Stimulasi/rehabilitasi kognitif adalah aktivitas untuk meningkatkan atau
memperbaiki atau menanggulangi proses kerja otak (kognitif) dalam rangka
meningkatkan fungsi intelegensi (termasuk sesomotorik, praksis, dan
representatif) (Kepmenkes, 2010). Hal ini juga salah satu yang dapat dilakukan
perawat. Salah satu tindakan stimulasi/rehabilitasi kognitif yang dapat dilakukan
seperti brai gym (Dennison & Dennison, 2009)
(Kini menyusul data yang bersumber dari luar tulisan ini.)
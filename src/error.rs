//! Error types for the HT16K33 driver.

use core::fmt;

/// Errors that can occur when talking to the HT16K33.
///
/// Pixel coordinates and command arguments are masked into range rather
/// than rejected, so the bus is the only thing that can fail.
#[derive(Debug, Clone, Copy, PartialEq, Eq)]
pub enum Ht16k33Error<E> {
    /// Underlying I2C bus error.
    I2c(E),
}

// Allow ergonomic `?` propagation from raw I2C errors.
impl<E> From<E> for Ht16k33Error<E> {
    fn from(error: E) -> Self {
        Ht16k33Error::I2c(error)
    }
}

impl<E: fmt::Debug> fmt::Display for Ht16k33Error<E> {
    fn fmt(&self, f: &mut fmt::Formatter) -> fmt::Result {
        match self {
            Ht16k33Error::I2c(e) => write!(f, "I2C error: {:?}", e),
        }
    }
}

#[cfg(feature = "defmt")]
impl<E: defmt::Format> defmt::Format for Ht16k33Error<E> {
    fn format(&self, f: defmt::Formatter) {
        match self {
            Ht16k33Error::I2c(e) => defmt::write!(f, "I2C error: {}", e),
        }
    }
}
/// Template materialization for route trees.
///
/// Stamps a template set over a route tree: every action node becomes one
/// file whose directory mirrors the node's URL path (dynamic segments become
/// bracketed directory names) and whose contents are the operation's
/// template with the node's values substituted. Static templates are stamped
/// once per tree, at the tree's root directory.
///
/// Materialization is a pure function of the tree and the template set and
/// returns files in traversal order; `write_files` is the only step that
/// touches the filesystem.
///
/// ## Placeholders
///
/// | Name | Example |
/// |------|---------|
/// | `model` | `BlogPost` |
/// | `model_camel` | `blogPost` |
/// | `model_title` / `model_plural_title` | `Blog Post` / `Blog Posts` |
/// | `operation` | `update` |
/// | `route_path` / `runtime_path` | `/user/[userId]/edit` / `/user/${params.userId}/edit` |
/// | `collection_path` / `collection_runtime_path` | `/user` |
/// | `detail_path` / `detail_runtime_path` | `/user/[userId]` |
/// | `identifier_fields` / `identifier_slugs` | `id` / `userId` |
/// | `identifier_where` | `id: Number(params.userId)` |
/// | `record_href` | `/user/${record.id}` |
/// | `related_model` / `relation_field` | `User` / `posts` |
/// | `field_list` / `form_inputs` | `title, body` |
/// | `group` / `group_title` | `admin` / `Admin` |

mod substitution;
mod templates;

pub use substitution::{
    render, replace_marked_block, replace_preserving_case, Substitutions, BLOCK_MARKER,
    TEMPLATE_MODEL_TOKEN,
};
pub use templates::{output_file_name, template_file_name, StaticTemplate, TemplateSet};

use std::collections::HashSet;
use std::path::{Component, Path, PathBuf};

use crate::codegen::fs_utils;
use crate::codegen::route_graph::{NodeKind, Operation, RouteNode};
use crate::codegen::route_list::flatten;
use crate::codegen::segments::{is_dynamic, to_runtime_expression};
use crate::codegen::utils::{lower_first, pluralize, to_title_case};
use crate::error::{GenerateError, TemplateError};
use crate::schema::{Field, FieldKind, Model};

/// A file produced by materialization, relative to the output root
#[derive(Debug, Clone, PartialEq, Eq)]
pub struct GeneratedFile {
    pub path: PathBuf,
    pub contents: String,
}

/// Nearest enclosing collection and detail levels of a node
#[derive(Clone, Copy, Default)]
struct Scope<'t, 'a> {
    collection: Option<&'t RouteNode<'a>>,
    detail: Option<&'t RouteNode<'a>>,
}

/// Stamp a single route tree
pub fn materialize(tree: &RouteNode<'_>, templates: &TemplateSet) -> Result<Vec<GeneratedFile>, TemplateError> {
    materialize_all(std::slice::from_ref(tree), templates)
}

/// Stamp several route trees (e.g. one per group) into one file list
///
/// Two routes landing on the same file is an error, whether they come from
/// the same tree or not.
pub fn materialize_all(
    trees: &[RouteNode<'_>],
    templates: &TemplateSet,
) -> Result<Vec<GeneratedFile>, TemplateError> {
    let mut files = Vec::new();

    for tree in trees {
        let group = tree.segment.as_str();
        visit(tree, Scope::default(), group, templates, &mut files);
        files.extend(static_files(tree, templates));
    }

    let mut seen = HashSet::new();
    for file in &files {
        if !seen.insert(file.path.clone()) {
            return Err(TemplateError::DuplicateOutput(file.path.clone()));
        }
    }

    tracing::info!(trees = trees.len(), files = files.len(), "route trees materialized");

    Ok(files)
}

/// Write generated files under `output_dir`, creating directories as needed
///
/// Every generated path must consist of plain names only; `..`, root or
/// prefix components are rejected before anything is written.
pub fn write_files(output_dir: &Path, files: &[GeneratedFile]) -> Result<(), GenerateError> {
    if let Some(file) = files.iter().find(|f| !is_contained(&f.path)) {
        return Err(GenerateError::UnsafeOutputPath(file.path.clone()));
    }

    for file in files {
        let path = output_dir.join(&file.path);
        fs_utils::write_file(&path, &file.contents)
            .map_err(|source| GenerateError::Write { path: path.clone(), source })?;
        tracing::debug!(path = %path.display(), "wrote file");
    }
    Ok(())
}

fn is_contained(path: &Path) -> bool {
    path.components().all(|c| matches!(c, Component::Normal(_)))
}

fn visit<'t, 'a>(
    node: &'t RouteNode<'a>,
    scope: Scope<'t, 'a>,
    group: &str,
    templates: &TemplateSet,
    files: &mut Vec<GeneratedFile>,
) {
    let scope = match node.kind {
        NodeKind::Collection => Scope {
            collection: Some(node),
            detail: None,
        },
        NodeKind::Detail => Scope {
            detail: Some(node),
            ..scope
        },
        NodeKind::Root | NodeKind::Action(_) => scope,
    };

    if let (NodeKind::Action(operation), Some(model)) = (node.kind, node.model) {
        let substitutions = action_substitutions(node, operation, model, scope, group);
        let rendered = render(templates.operation(operation), &substitutions);
        let contents = replace_preserving_case(&rendered, TEMPLATE_MODEL_TOKEN, &model.name);

        files.push(GeneratedFile {
            path: route_dir(&node.path).join(output_file_name(operation)),
            contents,
        });
    }

    for child in &node.children {
        visit(child, scope, group, templates, files);
    }
}

/// Static files of a tree, with the route list block filled in
fn static_files(tree: &RouteNode<'_>, templates: &TemplateSet) -> Vec<GeneratedFile> {
    let substitutions = group_substitutions(&tree.segment);

    // Only routes reachable without parameters can be linked from a static page
    let links: Vec<String> = flatten(tree)
        .into_iter()
        .filter(|entry| entry.operation == Operation::List && !entry.path.split('/').any(is_dynamic))
        .map(|entry| format!("<Link href={{`{}`}}>{}</Link>", entry.path, entry.description))
        .collect();

    let root = route_dir(&tree.path);
    templates
        .static_files()
        .iter()
        .map(|template| {
            let rendered = render(&template.contents, &substitutions);
            GeneratedFile {
                path: root.join(&template.path),
                contents: replace_marked_block(&rendered, "routeList", &links),
            }
        })
        .collect()
}

/// Directory for a URL path (`/user/[userId]` -> `user/[userId]`)
fn route_dir(route_path: &str) -> PathBuf {
    route_path
        .split('/')
        .filter(|segment| !segment.is_empty())
        .collect()
}

fn group_substitutions(group: &str) -> Substitutions {
    let mut subs = Substitutions::new();
    subs.insert("group".to_string(), group.to_string());
    let title = if group.is_empty() {
        "Home".to_string()
    } else {
        to_title_case(group)
    };
    subs.insert("group_title".to_string(), title);
    subs
}

fn action_substitutions(
    node: &RouteNode<'_>,
    operation: Operation,
    model: &Model,
    scope: Scope<'_, '_>,
    group: &str,
) -> Substitutions {
    let mut subs = group_substitutions(group);
    let mut set = |key: &str, value: String| {
        subs.insert(key.to_string(), value);
    };

    let title = to_title_case(&model.name);
    set("model", model.name.clone());
    set("model_camel", lower_first(&model.name));
    set("model_plural_title", pluralize(&title));
    set("model_title", title);
    set("operation", operation.as_str().to_string());
    set("route_path", node.path.clone());
    set("runtime_path", node.runtime_path());

    let collection_path = scope.collection.map(|c| c.path.clone()).unwrap_or_default();
    let collection_runtime = to_runtime_expression(&collection_path);
    let detail_path = scope.detail.map(|d| d.path.clone()).unwrap_or_default();
    set("detail_runtime_path", to_runtime_expression(&detail_path));
    set("detail_path", detail_path);

    let record_href = if node.identifier_fields.is_empty() {
        collection_runtime.clone()
    } else {
        let keys: Vec<String> = node
            .identifier_fields
            .iter()
            .map(|field| format!("${{record.{}}}", field))
            .collect();
        format!("{}/{}", collection_runtime, keys.join("/"))
    };
    set("record_href", record_href);
    set("collection_runtime_path", collection_runtime);
    set("collection_path", collection_path);

    set("identifier_fields", node.identifier_fields.join(", "));
    set("identifier_slugs", node.identifier_slugs.join(", "));
    set("identifier_where", identifier_where(node, model));

    let (related_model, relation_field) = match &node.relation {
        Some(relation) => (relation.parent_model.clone(), relation.field.clone()),
        None => (String::new(), String::new()),
    };
    set("related_model", related_model);
    set("relation_field", relation_field);

    let data_fields: Vec<&Field> = model.data_fields().collect();
    set(
        "field_list",
        data_fields
            .iter()
            .map(|f| f.name.as_str())
            .collect::<Vec<_>>()
            .join(", "),
    );
    set("form_inputs", form_inputs(&data_fields));

    subs
}

/// Lookup clause for the node's record (`id: Number(params.postId)`)
fn identifier_where(node: &RouteNode<'_>, model: &Model) -> String {
    node.identifier_fields
        .iter()
        .zip(&node.identifier_slugs)
        .map(|(field, slug)| {
            let numeric = model
                .field(field)
                .and_then(|f| f.scalar_type.as_deref())
                .map(is_numeric_type)
                .unwrap_or(false);
            if numeric {
                format!("{}: Number(params.{})", field, slug)
            } else {
                format!("{}: params.{}", field, slug)
            }
        })
        .collect::<Vec<_>>()
        .join(", ")
}

/// One labelled input per editable field; generated identifiers are skipped
fn form_inputs(fields: &[&Field]) -> String {
    fields
        .iter()
        .filter(|field| !matches!(field.kind, FieldKind::Identifier))
        .map(|field| {
            let required = if field.is_required { " required" } else { "" };
            format!(
                "      <label>{}<input name=\"{}\" type=\"{}\"{} /></label>",
                to_title_case(&field.name),
                field.name,
                input_type(field.scalar_type.as_deref()),
                required
            )
        })
        .collect::<Vec<_>>()
        .join("\n")
}

fn is_numeric_type(scalar_type: &str) -> bool {
    matches!(scalar_type, "Int" | "BigInt" | "Float" | "Decimal")
}

fn input_type(scalar_type: Option<&str>) -> &'static str {
    match scalar_type {
        Some(t) if is_numeric_type(t) => "number",
        Some("Boolean") => "checkbox",
        Some("DateTime") => "datetime-local",
        _ => "text",
    }
}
Penelitian Dobkin tahun 2015 tidak menggambarkan seluruh aspek kognitif,


hanya menunjukan aspek memori dan bahasa dengan hasil 30% pasien stroke
mengalami gangguan memori dan 38% dari 881 pasien atau berjumlah kurang
lebih 335 pasein mengalami gangguan bica aphasia, 20% diantaranya mengalami
gangguan bicara berat.

Dari penelitian Firmansyah tahun 2007 menunjukkan bahwa dari 42 penderita


stroke didapatkan 21 penderita mengalami gangguan kognitif. Penderita stroke
diperkirakan beresiko mengalami gangguan kognitif sekitar 50% sampai 75% dan
prevalensi menjadi demensia 3 bulan pasca stroke berkisar antara 23,5% sampai
61%. Penelitian lain di instalasi Rehabilitasi Medik RSUP Prof.Dr.R.D.Kandou
Manado yang dilakukan oleh Marchta et al, (2014) dari 50 pasien stroke non
hemoragik didapatkan sebanyak 28 orang (56%) yang memiliki gangguan fungsi
kognitif ringan (probable gangguan kognitif) dan sebanyak 2 orang (4%) yang
mengalami gangguan fungsi kognitif sedang (definite gangguan kognitif).
Prevalensi gangguan kognitif 3 bulan pasca stroke sebesar 22%.8.
Dari hasil penelitian ini, penulis merasa perlu mengetahui gambaran fungsi
kognitif pada pasien stroke di RS Al-Ihsan.

1.1 Rumusan Masalah


Bagaimana gambaran fungsi kognitif pada penderita stroke di RS Al-Ihsan?
1.2 Tujuan Penelitian
1.2.1 Tujuan Umum
Mengetahui gambaran fungsi kognitif pada penderita stroke di RS Al-Ihsan
1.2.2 Tujuan Khusus
- Mengetahui dimensi atensi pada pasien stroke.
- Mengetahui dimensi bahasa pada pasien stroke.
- Mengetahui dimensi memori pada pasien stroke.
- Mengetahui dimensi visuospasial pada pasien stroke.
- Mengetahui dimensi fungsi eksekutif pada pasien stroke.

1.3 Manfaat Penelitian


1. Bagi institusi pendidikan
Dapat dijadikan sebagai data mengenai gambaran fungsi kognitif pada pasien
stroke.
2. Bagi tempat penelitian
Dapat dijadikan data dan pertimbangan untuk meningkatkan rehabilitasi kognitif
pada penderita stroke.
3. Bagi Penelitian
Menambah wawasandan dan pengalaman dalan penelitian mengenai gambaran
fungsi kognitif pada pasien stroke di RS Al-Ihsan Kota Bandung.